“Our time is up,” the state-run Etemad daily quoted Fayaz Zahed, a so-called “reformist” activist, as saying on October 22. “Inviting people to peaceful negotiations, dialogue, or trying to reason with them is very hard or even terminated.” Why would Zahed make such an acknowledgment while other regime officials are constantly bragging about stability?
Protests are waging across Iran. People from all walks of life, particularly youth and women, are participating in these demonstrations, calling out the entire regime. What was initially sparked by the tragic death of a young woman in police custody became a nationwide uprising, and now seemingly, we are witnessing a revolution in the making.
Regime officials and experts like Zahed sense the danger better than anyone else. They face a volatile society and see an angry population threatening everything their ilk has helped to preserve for decades.
“You can’t believe how much pledges to calmness, dialogue, reform, negotiation, logic, etc. have become tough (these days); not tough, rather it is over. This is the biggest threat to the psychological and political stability of the country,” Zahed said, and by “country,” he meant the ruling theocracy.
If Zahed and his peers had slightly cared about Iran’s stability, they wouldn’t be occupying top positions in a regime that squanders national wealth on terrorism and inflicts violence on people. Zahed, who worked as an advisor to the so-called “moderate” President Hassan Rouhani, did not have a sudden change of heart. But when there is nothing more to loot, thieves lock horns.
“But I have no answer if you ask me for a solution. I can’t even explain it to my daughters, let alone the students or the outer audience. Suppose I’d answer it fairly about who is responsible for this situation. In that case, I’d say that the share of the Islamic Republic of Iran is undoubtedly more than the rest,” Zahed said, rejecting officials’ “national dialogue” rhetoric.
Nor is the current uprising tied to any of the regime’s internal factions or groupings. There are no illusions about reform or gradual change from within. One of the popular slogans in #Tehran is “Hard-liners, reformers, the game is now over”#Iranprotests pic.twitter.com/saMjwuA42t
— Maryam Rajavi (@Maryam_Rajavi) January 9, 2018
Iran’s society has long rejected the so-called “reformist” faction. Founded in 1997, the primary objective of the faction was to misguide Iranians and the international community into the mirage of “moderation.” Iranians soon overcame the myth of reformism as they sensed the regime’s brutality with bone and flesh. Several uprisings, including the student movement in 1998, are testaments to this fact. In other words, this movement was always bereft of solutions to Iran’s domestic crises; it was created to help the ruling regime and to get “regime change” off the table.
The last nail in the “reformism” coffin was delivered by Iranians in 2018 when they chanted on the streets, “reformist, hardliner, the game is over.” It took four years for Zahed and other officials to acknowledge this fact.
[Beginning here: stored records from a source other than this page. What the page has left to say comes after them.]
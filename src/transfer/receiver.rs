//! Receiver-side reassembly state machine.
//!
//! One [`Reassembler`] consumes the framed message stream of one channel,
//! rebuilds the file in memory, reports progress back to the sender, and
//! acknowledges completion.
//!
//! # State model
//!
//! All per-transfer state lives in a single [`ReassemblyState`] value that
//! is created whole on a metadata record and consumed whole on assembly,
//! never partially poked from individual handlers. A subsequent transfer
//! on the same channel therefore always starts clean.
//!
//! # Completion
//!
//! The file is assembled only on the sender's explicit `Complete` control
//! message; chunk count alone never triggers assembly. A `Complete` that
//! arrives while chunks are still missing is a protocol violation and is
//! rejected with [`Error::IncompleteTransfer`]; missing ranges are never
//! zero-filled.

use std::sync::Arc;
use std::time::Instant;

use bytes::{Bytes, BytesMut};
use tracing::{debug, info, warn};

use crate::channel::PeerChannel;
use crate::config::{PROGRESS_ACK_CHUNK_INTERVAL, PROGRESS_NOTIFY_THROTTLE};
use crate::error::{Error, Result};
use crate::events::{EventBus, TransferEvent};
use crate::protocol::{
    decode_frame, encode_control_frame, ControlMessage, DecodedFrame, FileMetadata,
};
use crate::source::ReceivedFile;
use crate::transfer::progress::{format_bytes, ProgressThrottle, TransferProgress};

// ── Per-transfer state ────────────────────────────────────────────────────────

/// Everything the receiver knows about the in-flight transfer.
#[derive(Debug)]
struct ReassemblyState {
    metadata: FileMetadata,
    /// Sparse chunk table indexed by chunk index; `Some` once received.
    chunk_table: Vec<Option<Bytes>>,
    /// Count of distinct chunks received. Never exceeds `total_chunks`.
    received_count: u32,
    started_at: Instant,
    progress: TransferProgress,
}

impl ReassemblyState {
    fn new(metadata: FileMetadata) -> Self {
        let progress = TransferProgress::new(metadata.size);
        Self {
            chunk_table: vec![None; metadata.total_chunks as usize],
            received_count: 0,
            started_at: Instant::now(),
            progress,
            metadata,
        }
    }

    /// Transferred-byte estimate: `received_count × nominal_chunk_size`,
    /// clamped to the declared size. The nominal chunk size is derived
    /// from the metadata, so the receiver never assumes the sender's
    /// configured value.
    fn estimate(&self) -> u64 {
        (self.received_count as u64 * self.metadata.nominal_chunk_size()).min(self.metadata.size)
    }

    fn is_full(&self) -> bool {
        self.received_count == self.metadata.total_chunks
    }

    /// Concatenate the chunk table in index order. Only called once the
    /// table is full.
    fn assemble(self) -> Bytes {
        let mut data = BytesMut::with_capacity(self.metadata.size as usize);
        for chunk in self.chunk_table.into_iter().flatten() {
            data.extend_from_slice(&chunk);
        }
        data.freeze()
    }
}

// ── Reassembler ───────────────────────────────────────────────────────────────

/// Consumes one channel's framed message stream and rebuilds the file.
///
/// The host integration feeds every incoming frame to
/// [`handle_message`](Self::handle_message); acknowledgements travel back
/// over the same channel the frames arrived on.
pub struct Reassembler {
    channel: Arc<dyn PeerChannel>,
    events: EventBus,
    state: Option<ReassemblyState>,
    throttle: ProgressThrottle,
}

impl Reassembler {
    pub fn new(channel: Arc<dyn PeerChannel>, events: EventBus) -> Self {
        Self {
            channel,
            events,
            state: None,
            throttle: ProgressThrottle::new(PROGRESS_NOTIFY_THROTTLE),
        }
    }

    /// Whether a transfer is currently in flight.
    pub fn is_active(&self) -> bool {
        self.state.is_some()
    }

    /// Process one incoming frame, mutating reassembly state.
    pub async fn handle_message(&mut self, frame: &Bytes) -> Result<()> {
        match decode_frame(frame)? {
            DecodedFrame::Control(ControlMessage::Metadata(metadata)) => {
                self.on_metadata(metadata);
                Ok(())
            }
            DecodedFrame::Chunk { index, payload } => self.on_chunk(index, payload).await,
            DecodedFrame::Control(ControlMessage::Complete) => self.on_complete().await,
            DecodedFrame::Control(msg) => {
                debug!(event = "unexpected_control_message", ?msg, "Ignoring sender-bound message on receive side");
                Ok(())
            }
        }
    }

    /// Begin a new logical transfer, replacing any previous state whole.
    fn on_metadata(&mut self, metadata: FileMetadata) {
        if let Some(old) = &self.state {
            warn!(
                event = "transfer_superseded",
                name = %old.metadata.name,
                received = old.received_count,
                total = old.metadata.total_chunks,
                "New metadata replaces an unfinished transfer"
            );
        }
        info!(
            event = "transfer_started",
            name = %metadata.name,
            size = %format_bytes(metadata.size),
            total_chunks = metadata.total_chunks,
            mime_type = %metadata.mime_type,
            "Receiving file"
        );
        self.state = Some(ReassemblyState::new(metadata));
        self.throttle.reset();
    }

    async fn on_chunk(&mut self, index: u32, payload: Bytes) -> Result<()> {
        let state = self.state.as_mut().ok_or(Error::ChunkBeforeMetadata)?;

        let total = state.metadata.total_chunks;
        if index >= total {
            return Err(Error::ChunkIndexOutOfRange { index, total });
        }
        if state.chunk_table[index as usize].is_some() {
            warn!(event = "duplicate_chunk", index, "Ignoring duplicate chunk");
            return Ok(());
        }

        state.chunk_table[index as usize] = Some(payload);
        state.received_count += 1;

        let estimate = state.estimate();
        let elapsed = state.started_at.elapsed();
        state.progress.update(estimate, elapsed);

        // The final chunk always notifies so the terminal value is never
        // lost to the throttle window.
        let is_final = state.is_full();
        let progress = state.progress;
        let ack_due = state.received_count % PROGRESS_ACK_CHUNK_INTERVAL == 0;

        if self.throttle.allow(is_final) {
            self.events.emit(TransferEvent::ReceiveProgress { progress });
        }

        if ack_due {
            let frame = encode_control_frame(&ControlMessage::ProgressAck {
                transferred_bytes: estimate,
            })?;
            self.channel.send(frame).await?;
        }

        Ok(())
    }

    async fn on_complete(&mut self) -> Result<()> {
        let state = match self.state.take() {
            None => {
                // A duplicate Complete after the state has been reset must
                // be a no-op, never a partial re-assembly.
                debug!(event = "duplicate_complete", "Complete with no active transfer, ignoring");
                return Ok(());
            }
            Some(state) if !state.is_full() => {
                let err = Error::IncompleteTransfer {
                    received: state.received_count,
                    total: state.metadata.total_chunks,
                };
                // Keep the state: the missing chunks may still arrive.
                self.state = Some(state);
                return Err(err);
            }
            Some(state) => state,
        };
        let metadata = state.metadata.clone();
        let elapsed = state.started_at.elapsed();
        let mut progress = state.progress;
        let data = state.assemble();

        progress.complete();
        self.events.emit(TransferEvent::ReceiveProgress { progress });

        info!(
            event = "file_received",
            name = %metadata.name,
            size = %format_bytes(metadata.size),
            elapsed_ms = elapsed.as_millis() as u64,
            "File reassembled"
        );

        self.events.emit(TransferEvent::FileReceived {
            file: ReceivedFile {
                name: metadata.name,
                mime_type: metadata.mime_type,
                data,
            },
        });

        let ack = encode_control_frame(&ControlMessage::CompleteAck)?;
        self.channel.send(ack).await?;
        self.throttle.reset();
        Ok(())
    }
}

// ── Tests ─────────────────────────────────────────────────────────────────────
It is worth noting that the Iranian Resistance vehemently rejected the false notion of the clerical regime’s moderation for a long, taking this message to Iranian society as well as advocating it on the international stage. On May 24, 1997, one day after Mohammad Khatami took office, the Iranian Resistance Leader, Mr. Massoud Rajavi, famously said, “A viper never gives birth to a dove.”
While Iranian people and even authorities have declared the “end of reformism,” sadly, western officials are still wandering toward the mirage of moderation. Insisting on reviving the highly flawed Iran nuclear deal, calling for dialogue, and refusing to recognize the Iranian people’s right to self-defense in the face of the regime’s mounting violence, are some inapt actions the western democracies are taking. Whether they are anticipating the uprising to be quelled again or opting to preserve strategic interests in the status quo, eventually, the Iranian people will prove them wrong again, like in 1979.
After almost three decades of the night-walking towards the Iranian “myth of moderation” or a change in behavior from Iran’s clerical regime, the security, as well as the economic stability of the world, has changed for the worse. The result has been nonother than the regime’s rampant terrorism in the region and more human rights violations with impunity.
The world’s inaction vis-à-vis Tehran’s malign activities emboldened the regime to send its diplomat-terrorist to France, with the task of bombing the opposition’s rally in 2018 and killing hundreds of Western leaders and legislators. People in over 190 cities are chanting slogans such as “Death to Khamenei” and “Down with the dictator.” They are rejecting the ruling theocracy in its entirety and calling for regime change.
The international community should go beyond expressing solidarity with Iranians. It must recognize the Iranian people’s right to self-defense and self-determination of their future. By doing this, it might heed the Iranian people at last or even those who have misguided the world for so long.